PENEBUSAN DOSA
NB: cerita ini adalah fan
fiction Gundala dari komik yang pernah terkenal pada era 80-an. Saya tak
memegang hak cipta atas tokoh ini.
Aku
dengan kecepatan kilatku [aku harap aku bisa berteleportasi seperti saat aku
tiba di kandang itu, namun aku masih belum bisa mengendalikannya] membawa
Minarti ke tempat aman. Aku menyuruhnya pergi untuk memanggil polisi, sementara
aku harus memastikan keberadaan para penjahat itu.
Instingku
menangkap ada partikel dengan velositas tinggi bergerak ke atasku. Dengan
cekatan aku berhasil menghindar dan ledakan plasma itu menghantam pepohonan di
belakangku, membakarnya.
“Kau masih hidup rupanya!”
Jagad
Geni berdiri dengan rembulan di belakangnya. Wajahnya terlihat haus darah.

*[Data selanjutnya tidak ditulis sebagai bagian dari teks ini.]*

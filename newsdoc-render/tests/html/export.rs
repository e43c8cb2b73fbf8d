//! Export tests for the HTML serializer (document JSON → HTML)
//!
//! These verify the per-type wrapping rules and the graceful-degradation
//! contract: bad payloads and unknown nodes must never fail a render.

use insta::assert_snapshot;
use newsdoc_render::render_document;

#[test]
fn test_paragraph_with_formatted_text() {
    let html = render_document(
        r#"{"root":{"children":[{"type":"paragraph","children":[{"type":"text","text":"Hello","format":1}]}]}}"#,
    );
    assert_eq!(html, "<p><strong>Hello</strong></p>");
}

#[test]
fn test_heading_levels() {
    let html = render_document(
        r#"{"root":{"children":[
            {"type":"heading","tag":"h2","children":[{"type":"text","text":"Section","format":0}]},
            {"type":"heading","tag":"h3","children":[{"type":"text","text":"Sub","format":0}]}
        ]}}"#,
    );
    assert_eq!(html, "<h2>Section</h2><h3>Sub</h3>");
}

#[test]
fn test_heading_with_bad_tag_clamps() {
    let html = render_document(
        r#"{"root":{"children":[{"type":"heading","tag":"div","children":[{"type":"text","text":"X","format":0}]}]}}"#,
    );
    assert_eq!(html, "<h2>X</h2>");
}

#[test]
fn test_bullet_list() {
    let html = render_document(
        r#"{"root":{"children":[{"type":"list","listType":"bullet","children":[
            {"type":"listitem","children":[{"type":"text","text":"One","format":0}]},
            {"type":"listitem","children":[{"type":"text","text":"Two","format":0}]}
        ]}]}}"#,
    );
    assert_eq!(html, "<ul><li>One</li><li>Two</li></ul>");
}

#[test]
fn test_numbered_list() {
    let html = render_document(
        r#"{"root":{"children":[{"type":"list","listType":"number","children":[
            {"type":"listitem","children":[{"type":"text","text":"First","format":0}]}
        ]}]}}"#,
    );
    assert_eq!(html, "<ol><li>First</li></ol>");
}

#[test]
fn test_quote() {
    let html = render_document(
        r#"{"root":{"children":[{"type":"quote","children":[{"type":"text","text":"Said","format":0}]}]}}"#,
    );
    assert_eq!(html, "<blockquote>Said</blockquote>");
}

#[test]
fn test_link_with_target() {
    let html = render_document(
        r#"{"root":{"children":[{"type":"paragraph","children":[
            {"type":"link","url":"https://example.com","target":"_blank","children":[
                {"type":"text","text":"here","format":0}
            ]}
        ]}]}}"#,
    );
    assert_eq!(
        html,
        "<p><a href=\"https://example.com\" target=\"_blank\" rel=\"noopener noreferrer\">here</a></p>"
    );
}

#[test]
fn test_linebreak_and_rule() {
    let html = render_document(
        r#"{"root":{"children":[
            {"type":"paragraph","children":[
                {"type":"text","text":"a","format":0},
                {"type":"linebreak"},
                {"type":"text","text":"b","format":0}
            ]},
            {"type":"horizontalrule"}
        ]}}"#,
    );
    assert_eq!(html, "<p>a<br>b</p><hr>");
}

#[test]
fn test_code_block() {
    let html = render_document(
        r#"{"root":{"children":[{"type":"code","text":"let x = 1 < 2;"}]}}"#,
    );
    assert_eq!(html, "<pre><code>let x = 1 &lt; 2;</code></pre>");
}

#[test]
fn test_code_highlight_block() {
    let html = render_document(
        r#"{"root":{"children":[{"type":"codehighlight","text":"fn main() {}","language":"rust"}]}}"#,
    );
    assert_eq!(
        html,
        "<pre><code class=\"language-rust\">fn main() {}</code></pre>"
    );
}

#[test]
fn test_code_highlight_without_language() {
    let html = render_document(
        r#"{"root":{"children":[{"type":"codehighlight","text":"plain"}]}}"#,
    );
    assert_eq!(html, "<pre><code>plain</code></pre>");
}

#[test]
fn test_table_is_structural_with_no_wrapper() {
    let html = render_document(
        r#"{"root":{"children":[{"type":"table","children":[
            {"type":"tablerow","children":[
                {"type":"tablecell","header":true,"children":[{"type":"text","text":"H","format":0}]}
            ]},
            {"type":"tablerow","children":[
                {"type":"tablecell","children":[{"type":"text","text":"C","format":0}]}
            ]}
        ]}]}}"#,
    );
    assert_eq!(html, "<table><tr><th>H</th></tr><tr><td>C</td></tr></table>");
}

#[test]
fn test_unknown_node_flattens_to_children() {
    let html = render_document(
        r#"{"root":{"children":[{"type":"customWidget","children":[{"type":"text","text":"x","format":0}]}]}}"#,
    );
    assert_eq!(html, "x");
}

#[test]
fn test_unknown_node_falls_back_to_text() {
    let html = render_document(
        r#"{"root":{"children":[{"type":"customWidget","text":"<raw>"}]}}"#,
    );
    assert_eq!(html, "&lt;raw&gt;");
}

#[test]
fn test_unknown_node_without_content_is_empty() {
    let html = render_document(r#"{"root":{"children":[{"type":"customWidget"}]}}"#);
    assert_eq!(html, "");
}

#[test]
fn test_bad_payloads_render_empty() {
    assert_eq!(render_document(""), "");
    assert_eq!(render_document("{"), "");
    assert_eq!(render_document("[1,2,3]"), "");
    assert_eq!(render_document(r#"{"root":null}"#), "");
    assert_eq!(render_document(r#"{"notroot":{}}"#), "");
}

#[test]
fn test_kitchen_sink() {
    let html = render_document(
        r#"{"root":{"children":[
            {"type":"heading","tag":"h2","children":[{"type":"text","text":"Title","format":0}]},
            {"type":"paragraph","children":[
                {"type":"text","text":"Hello ","format":0},
                {"type":"text","text":"world","format":3}
            ]},
            {"type":"list","listType":"bullet","children":[
                {"type":"listitem","children":[{"type":"text","text":"One","format":0}]},
                {"type":"listitem","children":[{"type":"text","text":"Two","format":16}]}
            ]},
            {"type":"quote","children":[{"type":"text","text":"Said","format":0}]},
            {"type":"horizontalrule"}
        ]}}"#,
    );
    assert_snapshot!(html, @"<h2>Title</h2><p>Hello <strong><em>world</em></strong></p><ul><li>One</li><li><code>Two</code></li></ul><blockquote>Said</blockquote><hr>");
}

Entah apa yang telah ia lakukan terhadap Ghazul.
“Kekuatanmu
sungguh hebat, Gundala. Dengan waktu singkat kau berhasil menghancurkan
semuanya.”
“Kenapa?
Kau ingin mengajakku bergabung seperti Ghazul? Kau tahu itu percuma!”
“Justru
sebaliknya! Aku akan memusnahkanmu!’ ia segera menghajarku dengan kekuatannya.
Aku berusaha menghindar dan memberikan perlawanan. Namun lama-kelamaan aku
merasa kewalahan sebab ia menyerangku secara bertubi-tubi.
“Kenapa!”
seruku sembari mempertahankan diri, “Mengapa kau melakukan semua ini?”
“Akhirnya
aku menemukanmu!” balasnya dengan amarah meluap, “Kaulah yang telah membunuh
kedua orang tuaku!”
“Apa?
Kau salah paham! Mustahil aku melakukannya! Aku baru saja mendapatkan kekuatan
ini ...”
“Pembohong!”
serunya sambil tak henti mengerahkan kekuatannya. Aku mengeluarkan bola listrik
dari kedua tanganku [jurus baru yang kupelajari dari pertempuran itu] yang
berhasil menghantam perutnya dan menghentikannya sementara.
“Dengarkan
aku, Jagad Geni! Siapa lagi yang memiliki kekuatan penghancur yang kuat selain
kita berdua?”
“Hanya
kau dan aku! Tak ada lagi selain kita!” ucapnya geram sambil menahan sakit.
“Tepat
sekali!” seruku, “Aku paham perasaanmu. Kadang, pikiran kita akan menghapus
ingatan yang menyakitkan agar kita tak mengalami trauma berkepanjangan. Temanku
pernah mengatakan itu kepadaku.”
Tubuh Jagad
Geni terlihat bergetar, ia masih menunduk ke tanah, namun kemudian melancarkan
serangan besar-besaran ke arahku.
“KAU
BOHONG!!!”
Aku
terus berusaha meyakinkannya sembari mempertahankan diri, “Aku mengerti
perasaanmu! Aku yakin itu bukan salahmu! Saat itu kau pasti belum bisa
mengendalikan kekuatanmu!”
Aku
menyadari ia menyerangku sambil menangis. Dugaanku benar.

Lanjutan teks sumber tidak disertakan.